I've run a model that outputs confidence values for an SVM class. The values range from 0 to 1 (as expected for this type of model.)
One very common method of evaluation I've seen in papers is to break the results into "bins" or "groups" by confidence range and then report the accuracy of each range.
Something like
Range | # predicted | # correct | % correct |
60-65 | 35 | 21 | 60 |
55-60 | 130 | 75 | 57.6 |
Thanks!
Tagged:
0
Answers
I do not have the time to create a perfect fully tested process, but this non-executable process should give you an idea: I hope you can make it from here.
regards,
Steffen
Cheers,
Ingo
That's a great way to solve this problem.
I'm getting good predictions, but the confidence "score" seems out of alignment. For example, my 90%-100% confidence level is true about 70%. My 80-90% is true about 60%, etc.
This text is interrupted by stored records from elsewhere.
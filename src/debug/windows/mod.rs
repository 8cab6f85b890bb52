//! Windows host debugger using the Win32 Debug API.
//!
//! Debug events are delivered to the thread that called `DebugActiveProcess`,
//! so the host is neither `Send` nor `Sync`.

use std::collections::HashMap;
use std::marker::PhantomData;

use windows::Win32::Foundation::{CloseHandle, NTSTATUS};
use windows::Win32::System::Diagnostics::Debug::{
    ContinueDebugEvent, DebugActiveProcess, DebugActiveProcessStop, DebugSetProcessKillOnExit,
    WaitForDebugEvent, CREATE_PROCESS_DEBUG_EVENT, CREATE_THREAD_DEBUG_EVENT, DEBUG_EVENT,
    EXCEPTION_DEBUG_EVENT, EXIT_PROCESS_DEBUG_EVENT, EXIT_THREAD_DEBUG_EVENT,
    LOAD_DLL_DEBUG_EVENT,
};
use windows::Win32::System::Threading::{OpenProcess, TerminateProcess, INFINITE, PROCESS_TERMINATE};

use super::{
    AttachError, DebugAttachRequest, DebugEngine, DebugEvent, DebugHost, DebugSession,
    SessionControl,
};
use crate::launch::{ProcessExit, ProcessId};

const DBG_CONTINUE: NTSTATUS = NTSTATUS(0x00010002i32);
const DBG_EXCEPTION_NOT_HANDLED: NTSTATUS = NTSTATUS(0x80010001u32 as i32);
const EXCEPTION_BREAKPOINT_CODE: u32 = 0x80000003;
const EXCEPTION_SINGLE_STEP_CODE: u32 = 0x80000004;
const ERROR_ACCESS_DENIED_CODE: i32 = 5;

#[derive(Debug)]
struct Debuggee {
    pid: u32,
    session: DebugSession,
}

/// Win32 Debug API host
#[derive(Debug)]
pub struct WindowsHost {
    sessions: HashMap<u64, Debuggee>,
    next_session: u64,
    _not_send: PhantomData<*const ()>,
}

impl WindowsHost {
    /// Create a new Windows debugger host
    pub fn new() -> Self {
        Self {
            sessions: HashMap::new(),
            next_session: 1,
            _not_send: PhantomData,
        }
    }

    fn debuggee(&self, session: &DebugSession) -> Result<&Debuggee, AttachError> {
        self.sessions
            .get(&session.id)
            .ok_or(AttachError::UnknownSession { id: session.id })
    }
}

impl Default for WindowsHost {
    fn default() -> Self {
        Self::new()
    }
}

impl DebugHost for WindowsHost {
    fn name(&self) -> &str {
        "win32"
    }

    fn attach_existing(
        &mut self,
        request: &DebugAttachRequest,
    ) -> Result<DebugSession, AttachError> {
        let pid = ProcessId::new(request.target_pid).ok_or(AttachError::InvalidProcessId)?;

        if let Some(engine) = request
            .engines
            .iter()
            .find(|engine| **engine != DebugEngine::Native)
        {
            return Err(AttachError::UnsupportedEngine {
                engine: engine.clone(),
                host: self.name().to_string(),
            });
        }

        unsafe {
            DebugActiveProcess(request.target_pid).map_err(|e| {
                if e.code().0 & 0xFFFF == ERROR_ACCESS_DENIED_CODE {
                    AttachError::PermissionDenied {
                        pid: request.target_pid,
                        reason: e.to_string(),
                    }
                } else {
                    AttachError::AttachFailed {
                        pid: request.target_pid,
                        reason: e.to_string(),
                    }
                }
            })?;

            // The target dies with the debugger; an explicit stop may still detach
            if let Err(e) = DebugSetProcessKillOnExit(request.flags.stop_debugging_on_end) {
                let _ = DebugActiveProcessStop(request.target_pid);
                return Err(AttachError::AttachFailed {
                    pid: request.target_pid,
                    reason: e.to_string(),
                });
            }
        }

        let id = self.next_session;
        self.next_session += 1;
        let session = DebugSession {
            id,
            pid,
            engines: request.engines.clone(),
            flags: request.flags,
        };
        self.sessions.insert(
            id,
            Debuggee {
                pid: request.target_pid,
                session: session.clone(),
            },
        );

        Ok(session)
    }
}

impl SessionControl for WindowsHost {
    fn wait_for_exit(
        &mut self,
        session: &DebugSession,
        on_event: &mut dyn FnMut(&DebugEvent),
    ) -> Result<ProcessExit, AttachError> {
        let target = self.debuggee(session)?.pid;
        let mut debug_event = DEBUG_EVENT::default();

        loop {
            unsafe { WaitForDebugEvent(&mut debug_event, INFINITE) }
                .map_err(|e| AttachError::EventError(e.to_string()))?;

            let code = debug_event.dwDebugEventCode;
            let proc_id = debug_event.dwProcessId;
            let thread_id = debug_event.dwThreadId;
            let mut continue_status = DBG_CONTINUE;

            let event = match code {
                EXCEPTION_DEBUG_EVENT => unsafe {
                    let info = debug_event.u.Exception;
                    let record = info.ExceptionRecord;
                    let code_raw = record.ExceptionCode.0 as u32;
                    if code_raw != EXCEPTION_BREAKPOINT_CODE && code_raw != EXCEPTION_SINGLE_STEP_CODE {
                        continue_status = DBG_EXCEPTION_NOT_HANDLED;
                    }
                    Some(DebugEvent::Exception {
                        code: code_raw,
                        address: record.ExceptionAddress as u64,
                        first_chance: info.dwFirstChance != 0,
                    })
                },
                CREATE_PROCESS_DEBUG_EVENT => unsafe {
                    let _ = CloseHandle(debug_event.u.CreateProcessInfo.hFile);
                    Some(DebugEvent::ImageLoaded { pid: proc_id })
                },
                EXIT_PROCESS_DEBUG_EVENT => {
                    let exit_code = unsafe { debug_event.u.ExitProcess.dwExitCode };
                    Some(DebugEvent::ProcessExited {
                        exit: ProcessExit::Code(exit_code as i32),
                    })
                }
                CREATE_THREAD_DEBUG_EVENT => Some(DebugEvent::ThreadCreated { thread_id }),
                EXIT_THREAD_DEBUG_EVENT => Some(DebugEvent::ThreadExited { thread_id }),
                LOAD_DLL_DEBUG_EVENT => unsafe {
                    let _ = CloseHandle(debug_event.u.LoadDll.hFile);
                    Some(DebugEvent::ModuleLoaded {
                        base_address: debug_event.u.LoadDll.lpBaseOfDll as u64,
                    })
                },
                _ => None,
            };

            if let Some(event) = &event {
                log::debug!("Session {}: {}", session.id, event);
                on_event(event);
            }

            unsafe {
                let _ = ContinueDebugEvent(proc_id, thread_id, continue_status);
            }

            if let (Some(DebugEvent::ProcessExited { exit }), true) = (event, proc_id == target) {
                self.sessions.remove(&session.id);
                return Ok(exit);
            }
        }
    }

    fn sessions(&self) -> Vec<DebugSession> {
        let mut sessions: Vec<_> = self
            .sessions
            .values()
            .map(|debuggee| debuggee.session.clone())
            .collect();
        sessions.sort_by_key(|session| session.id);
        sessions
    }

    fn stop(&mut self, session: &DebugSession) -> Result<(), AttachError> {
        let debuggee = self
            .sessions
            .remove(&session.id)
            .ok_or(AttachError::UnknownSession { id: session.id })?;

        unsafe {
            if debuggee.session.flags.detach_on_stop {
                log::info!("Stopping session {}: detaching from process {}", session.id, debuggee.pid);
                DebugActiveProcessStop(debuggee.pid)
                    .map_err(|e| AttachError::EventError(e.to_string()))
            } else {
                log::info!("Stopping session {}: killing process {}", session.id, debuggee.pid);
                let handle = OpenProcess(PROCESS_TERMINATE, false, debuggee.pid)
                    .map_err(|e| AttachError::EventError(e.to_string()))?;
                let result = TerminateProcess(handle, 1).map_err(|e| AttachError::EventError(e.to_string()));
                let _ = CloseHandle(handle);
                result
            }
        }
    }
}
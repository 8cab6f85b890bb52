//! Linux backend: fork, exec under `PTRACE_TRACEME`, park the new image in a stop.
//!
//! The child asks to be traced and calls `execve`. A successful exec traps with
//! `SIGTRAP` before the first instruction of the new image, which is also how the
//! parent learns that the image actually loaded. The parent then detaches with
//! `SIGSTOP`, so the process sits in a plain job-control stop (`T`) with the
//! image mapped: the state a debugger attaches to and `SIGCONT` releases.

use std::ffi::CString;
use std::os::raw::c_char;
use std::os::unix::ffi::OsStrExt;
use std::path::Path;
use std::ptr;

use nix::errno::Errno;
use nix::libc;
use nix::sys::ptrace;
use nix::sys::signal::{kill, Signal};
use nix::sys::wait::{waitpid, WaitPidFlag, WaitStatus};
use nix::unistd::{fork, ForkResult, Pid};

use super::{LaunchError, LaunchRequest, ProcessError, ProcessExit, ProcessId, ProcessStatus};

/// Child exit status when `chdir` fails
const WORKDIR_FAILED: i32 = 125;
/// Child exit status when `PTRACE_TRACEME` is refused
const TRACEME_FAILED: i32 = 126;
/// Child exit status when `execve` fails
const EXEC_FAILED: i32 = 127;

/// The native handle on Linux is the child's pid; we are its parent.
#[derive(Debug)]
pub struct NativeHandle {
    pid: Pid,
}

/// Everything the child touches, built before `fork`.
struct ExecImage {
    program: CString,
    workdir: Option<CString>,
    // Backing storage for the pointer arrays below
    _argv: Vec<CString>,
    _envp: Vec<CString>,
    argv_ptrs: Vec<*const c_char>,
    envp_ptrs: Option<Vec<*const c_char>>,
}

impl ExecImage {
    fn new(request: &LaunchRequest) -> Result<Self, LaunchError> {
        let program = c_string(request.executable().as_os_str().as_bytes())?;
        let argv = vec![program.clone()];
        let envp = if request.environment().is_inherited() {
            Vec::new()
        } else {
            request
                .environment()
                .to_assignments()
                .into_iter()
                .map(|assignment| c_string(assignment.as_bytes()))
                .collect::<Result<Vec<_>, _>>()?
        };
        let workdir = request
            .working_directory()
            .map(|dir| c_string(dir.as_os_str().as_bytes()))
            .transpose()?;

        let argv_ptrs = null_terminated(&argv);
        let envp_ptrs = if request.environment().is_inherited() {
            None
        } else {
            Some(null_terminated(&envp))
        };

        Ok(Self {
            program,
            workdir,
            _argv: argv,
            _envp: envp,
            argv_ptrs,
            envp_ptrs,
        })
    }
}

fn null_terminated(strings: &[CString]) -> Vec<*const c_char> {
    strings
        .iter()
        .map(|s| s.as_ptr())
        .chain(std::iter::once(ptr::null()))
        .collect()
}

pub(super) fn spawn_suspended(
    request: &LaunchRequest,
) -> Result<(ProcessId, NativeHandle), LaunchError> {
    let path = request.executable();
    let image = ExecImage::new(request)?;

    match unsafe { fork() } {
        Ok(ForkResult::Child) => exec_traced(&image),
        Ok(ForkResult::Parent { child }) => await_image(child, request),
        Err(errno) => Err(launch_error(errno, path)),
    }
}

/// Runs in the forked child. Only raw syscalls from here on. Never returns.
fn exec_traced(image: &ExecImage) -> ! {
    unsafe {
        if let Some(dir) = &image.workdir {
            if libc::chdir(dir.as_ptr()) != 0 {
                _exit(WORKDIR_FAILED);
            }
        }

        if ptrace::traceme().is_err() {
            _exit(TRACEME_FAILED);
        }

        match &image.envp_ptrs {
            Some(envp) => libc::execve(image.program.as_ptr(), image.argv_ptrs.as_ptr(), envp.as_ptr()),
            None => libc::execv(image.program.as_ptr(), image.argv_ptrs.as_ptr()),
        };

        _exit(EXEC_FAILED)
    }
}

fn _exit(code: i32) -> ! {
    unsafe { libc::_exit(code) }
}

/// Parent side: wait for the post-exec trap, then hand the image over to job control.
fn await_image(child: Pid, request: &LaunchRequest) -> Result<(ProcessId, NativeHandle), LaunchError> {
    let path = request.executable();
    loop {
        match wait_retrying(child, None) {
            Ok(WaitStatus::Stopped(_, Signal::SIGTRAP)) => break,
            Ok(WaitStatus::Stopped(_, signal)) => {
                // Something other than the exec trap; let it through and keep waiting
                log::trace!("Process {} stopped by {:?} before exec", child, signal);
                if let Err(errno) = ptrace::cont(child, Some(signal)) {
                    kill_and_reap(child);
                    return Err(os_error(path, format!("PTRACE_CONT failed: {}", errno)));
                }
            }
            Ok(WaitStatus::Exited(_, code)) => return Err(child_failure(child, request, code)),
            Ok(status @ WaitStatus::Signaled(..)) => {
                return Err(LaunchError::EarlyExit {
                    pid: child.as_raw() as u32,
                    status: format!("{:?}", status),
                })
            }
            Ok(status) => log::trace!("Process {} before exec: {:?}", child, status),
            Err(errno) => {
                kill_and_reap(child);
                return Err(os_error(path, format!("waitpid({}) failed: {}", child, errno)));
            }
        }
    }

    // The stop is delivered before the tracee returns to user mode
    if let Err(errno) = ptrace::detach(child, Some(Signal::SIGSTOP)) {
        kill_and_reap(child);
        return Err(os_error(path, format!("PTRACE_DETACH failed: {}", errno)));
    }

    match wait_retrying(child, Some(WaitPidFlag::WUNTRACED)) {
        Ok(WaitStatus::Stopped(_, Signal::SIGSTOP)) => {}
        Ok(status) => {
            kill_and_reap(child);
            return Err(LaunchError::EarlyExit {
                pid: child.as_raw() as u32,
                status: format!("unexpected wait status {:?}", status),
            });
        }
        Err(errno) => {
            kill_and_reap(child);
            return Err(os_error(path, format!("waitpid({}) failed: {}", child, errno)));
        }
    }

    match process_id(child, path) {
        Ok(pid) => {
            log::debug!("Process {} stopped with its image loaded", pid);
            Ok((pid, NativeHandle { pid: child }))
        }
        Err(e) => {
            kill_and_reap(child);
            Err(e)
        }
    }
}

/// Map the child's setup exit status to what went wrong
fn child_failure(child: Pid, request: &LaunchRequest, code: i32) -> LaunchError {
    let path = request.executable();
    match (code, request.working_directory()) {
        (WORKDIR_FAILED, Some(dir)) => LaunchError::WorkingDirectory {
            path: dir.to_path_buf(),
        },
        (TRACEME_FAILED, _) => os_error(path, "PTRACE_TRACEME refused".into()),
        (EXEC_FAILED, _) => LaunchError::ExecFailed {
            path: path.to_path_buf(),
        },
        (code, _) => LaunchError::EarlyExit {
            pid: child.as_raw() as u32,
            status: format!("exit code {}", code),
        },
    }
}

fn os_error(path: &Path, reason: String) -> LaunchError {
    LaunchError::Os {
        path: path.to_path_buf(),
        reason,
    }
}

pub(super) fn resume(pid: ProcessId, native: NativeHandle) -> Result<NativeHandle, ProcessError> {
    match kill(native.pid, Signal::SIGCONT) {
        Ok(()) => Ok(native),
        Err(errno) => {
            kill_and_reap(native.pid);
            Err(ProcessError::ResumeFailed {
                pid,
                reason: errno.to_string(),
            })
        }
    }
}

pub(super) fn terminate(pid: ProcessId, native: NativeHandle) -> Result<ProcessExit, ProcessError> {
    match kill(native.pid, Signal::SIGKILL) {
        // Already dead but unreaped: waitpid below still collects it
        Ok(()) | Err(Errno::ESRCH) => {}
        Err(errno) => {
            return Err(ProcessError::TerminateFailed {
                pid,
                reason: errno.to_string(),
            })
        }
    }

    reap(pid, native.pid).map_err(|reason| ProcessError::TerminateFailed { pid, reason })
}

pub(super) fn wait(pid: ProcessId, native: NativeHandle) -> Result<ProcessExit, ProcessError> {
    reap(pid, native.pid).map_err(|reason| ProcessError::WaitFailed { pid, reason })
}

/// Wait until the child is gone, skipping over stop/continue reports.
fn reap(pid: ProcessId, child: Pid) -> Result<ProcessExit, String> {
    loop {
        match wait_retrying(child, None) {
            Ok(WaitStatus::Exited(_, code)) => return Ok(ProcessExit::Code(code)),
            Ok(WaitStatus::Signaled(_, signal, _)) => return Ok(ProcessExit::Signal(signal as i32)),
            Ok(status) => log::trace!("Process {}: {:?}", pid, status),
            Err(errno) => return Err(format!("waitpid failed: {}", errno)),
        }
    }
}

fn kill_and_reap(child: Pid) {
    let _ = kill(child, Signal::SIGKILL);
    let _ = wait_retrying(child, None);
}

fn wait_retrying(child: Pid, flags: Option<WaitPidFlag>) -> nix::Result<WaitStatus> {
    loop {
        match waitpid(child, flags) {
            Err(Errno::EINTR) => continue,
            other => return other,
        }
    }
}

/// Read the scheduler state of `pid` from `/proc/<pid>/stat`.
pub fn observe(pid: ProcessId) -> ProcessStatus {
    let stat = match std::fs::read_to_string(format!("/proc/{}/stat", pid)) {
        Ok(stat) => stat,
        Err(_) => return ProcessStatus::Gone,
    };

    // The command name is parenthesised and may itself contain spaces or ')'
    let state = stat
        .rfind(')')
        .and_then(|end| stat[end + 1..].split_whitespace().next())
        .and_then(|field| field.chars().next());

    match state {
        Some('T') => ProcessStatus::Stopped,
        Some('t') => ProcessStatus::Traced,
        Some('Z') | Some('X') | Some('x') => ProcessStatus::Zombie,
        Some(_) => ProcessStatus::Running,
        None => ProcessStatus::Gone,
    }
}

fn process_id(pid: Pid, path: &Path) -> Result<ProcessId, LaunchError> {
    ProcessId::new(pid.as_raw() as u32).ok_or_else(|| LaunchError::Os {
        path: path.to_path_buf(),
        reason: "fork returned pid 0 to the parent".into(),
    })
}

fn c_string(bytes: &[u8]) -> Result<CString, LaunchError> {
    CString::new(bytes)
        .map_err(|_| LaunchError::InvalidArgument(String::from_utf8_lossy(bytes).into_owned()))
}

fn launch_error(errno: Errno, path: &Path) -> LaunchError {
    let path = path.to_path_buf();
    match errno {
        Errno::EAGAIN | Errno::ENOMEM => LaunchError::ResourceExhausted {
            path,
            reason: errno.to_string(),
        },
        Errno::EACCES | Errno::EPERM => LaunchError::PermissionDenied { path },
        Errno::ENOENT => LaunchError::NotFound { path },
        _ => LaunchError::Os {
            path,
            reason: errno.to_string(),
        },
    }
}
So, I guess the model is good, but the scores are just "scores" and not reliable probability.
Thanks!!!!!
-B
Nice to hear. As a quick idea, you could use the operator Platt Scaling to calibrate the scores i.e. to make them a better approximation to the true probabilties.
kind regards,
Steffen
A great idea as usual!
Question: Where in the process would I put the platt operator. Do I do it after training? or testing? or both?
Thnaks!
I suggest something like the process below. Additional remark: The XVPrediction is used to train a separate basis of confidences to prevent overfitting as suggested in platt's original paper. regards,
Steffen
VERY clever application.
I don't entirely understand why you train an SVM and then train 3 more svm with platt insie the xvpred?? Does the XVPrediciton somehow deliver the "best" platt from the XV tests?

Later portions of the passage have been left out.